[TASK OBJECTIVE] Count the lines below that contain the word "expect", and reply with that number alone.
Top of RECORDS FOR THE EXERCISE
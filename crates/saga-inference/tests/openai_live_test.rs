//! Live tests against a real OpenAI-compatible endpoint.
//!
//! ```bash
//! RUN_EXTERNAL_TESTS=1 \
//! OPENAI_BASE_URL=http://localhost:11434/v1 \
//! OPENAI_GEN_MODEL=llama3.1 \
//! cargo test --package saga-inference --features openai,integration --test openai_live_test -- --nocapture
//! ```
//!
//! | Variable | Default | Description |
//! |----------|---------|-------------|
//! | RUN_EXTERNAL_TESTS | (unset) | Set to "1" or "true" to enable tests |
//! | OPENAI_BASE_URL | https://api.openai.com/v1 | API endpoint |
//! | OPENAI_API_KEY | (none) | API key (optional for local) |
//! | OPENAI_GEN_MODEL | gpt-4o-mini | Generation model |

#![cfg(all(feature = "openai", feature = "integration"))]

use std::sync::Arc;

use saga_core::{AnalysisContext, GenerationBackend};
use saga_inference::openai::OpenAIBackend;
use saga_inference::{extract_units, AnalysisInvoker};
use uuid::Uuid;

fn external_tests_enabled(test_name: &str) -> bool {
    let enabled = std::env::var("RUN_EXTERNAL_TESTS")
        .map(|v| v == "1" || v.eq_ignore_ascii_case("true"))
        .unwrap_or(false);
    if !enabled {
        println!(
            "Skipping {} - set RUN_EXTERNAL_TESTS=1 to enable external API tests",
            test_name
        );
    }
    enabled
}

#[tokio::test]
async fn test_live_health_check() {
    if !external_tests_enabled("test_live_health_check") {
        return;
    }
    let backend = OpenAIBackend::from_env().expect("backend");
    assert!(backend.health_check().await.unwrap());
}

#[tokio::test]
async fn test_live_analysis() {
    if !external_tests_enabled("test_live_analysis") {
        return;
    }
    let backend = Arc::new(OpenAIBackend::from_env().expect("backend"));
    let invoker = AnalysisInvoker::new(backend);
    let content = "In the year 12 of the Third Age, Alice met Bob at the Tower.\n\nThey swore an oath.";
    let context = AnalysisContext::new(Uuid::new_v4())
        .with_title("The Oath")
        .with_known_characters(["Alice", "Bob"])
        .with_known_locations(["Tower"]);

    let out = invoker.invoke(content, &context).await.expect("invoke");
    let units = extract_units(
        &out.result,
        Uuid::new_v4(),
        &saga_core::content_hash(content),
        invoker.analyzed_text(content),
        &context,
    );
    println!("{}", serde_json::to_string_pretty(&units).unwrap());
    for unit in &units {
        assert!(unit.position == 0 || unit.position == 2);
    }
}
Bottom of RECORDS FOR THE EXERCISE
Top of RECORDS FOR THE EXERCISE
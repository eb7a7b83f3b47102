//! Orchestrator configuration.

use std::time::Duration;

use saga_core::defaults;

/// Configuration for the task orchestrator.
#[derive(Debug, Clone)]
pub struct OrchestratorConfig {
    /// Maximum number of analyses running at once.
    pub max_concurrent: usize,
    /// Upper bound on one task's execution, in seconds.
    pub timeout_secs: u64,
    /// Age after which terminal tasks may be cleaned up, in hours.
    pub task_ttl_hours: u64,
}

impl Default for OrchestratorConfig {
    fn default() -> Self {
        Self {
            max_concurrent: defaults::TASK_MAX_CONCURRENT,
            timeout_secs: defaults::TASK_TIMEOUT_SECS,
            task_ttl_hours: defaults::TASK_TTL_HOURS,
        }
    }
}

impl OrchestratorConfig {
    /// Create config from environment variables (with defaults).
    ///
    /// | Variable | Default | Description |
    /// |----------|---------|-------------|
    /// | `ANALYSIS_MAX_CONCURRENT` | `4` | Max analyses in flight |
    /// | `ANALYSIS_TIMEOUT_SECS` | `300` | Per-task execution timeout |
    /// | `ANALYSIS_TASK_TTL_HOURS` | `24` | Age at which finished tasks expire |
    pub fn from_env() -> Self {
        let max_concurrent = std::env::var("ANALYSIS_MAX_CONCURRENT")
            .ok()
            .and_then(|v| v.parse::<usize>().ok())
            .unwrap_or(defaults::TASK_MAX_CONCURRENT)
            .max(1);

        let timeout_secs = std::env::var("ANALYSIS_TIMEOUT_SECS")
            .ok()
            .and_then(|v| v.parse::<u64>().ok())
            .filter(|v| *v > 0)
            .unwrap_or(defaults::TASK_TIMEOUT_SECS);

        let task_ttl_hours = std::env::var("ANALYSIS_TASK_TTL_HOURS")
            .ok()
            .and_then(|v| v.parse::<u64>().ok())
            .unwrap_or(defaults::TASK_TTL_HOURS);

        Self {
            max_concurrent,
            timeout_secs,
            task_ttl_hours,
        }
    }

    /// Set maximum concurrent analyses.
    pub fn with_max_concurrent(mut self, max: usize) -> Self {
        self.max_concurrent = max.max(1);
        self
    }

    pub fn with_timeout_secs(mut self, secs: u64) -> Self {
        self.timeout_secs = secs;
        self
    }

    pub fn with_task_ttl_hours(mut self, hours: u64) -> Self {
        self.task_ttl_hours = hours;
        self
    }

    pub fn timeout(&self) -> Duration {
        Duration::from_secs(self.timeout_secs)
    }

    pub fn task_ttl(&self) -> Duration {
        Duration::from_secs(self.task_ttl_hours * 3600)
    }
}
Bottom of RECORDS FOR THE EXERCISE
[OUTPUT BELOW] 3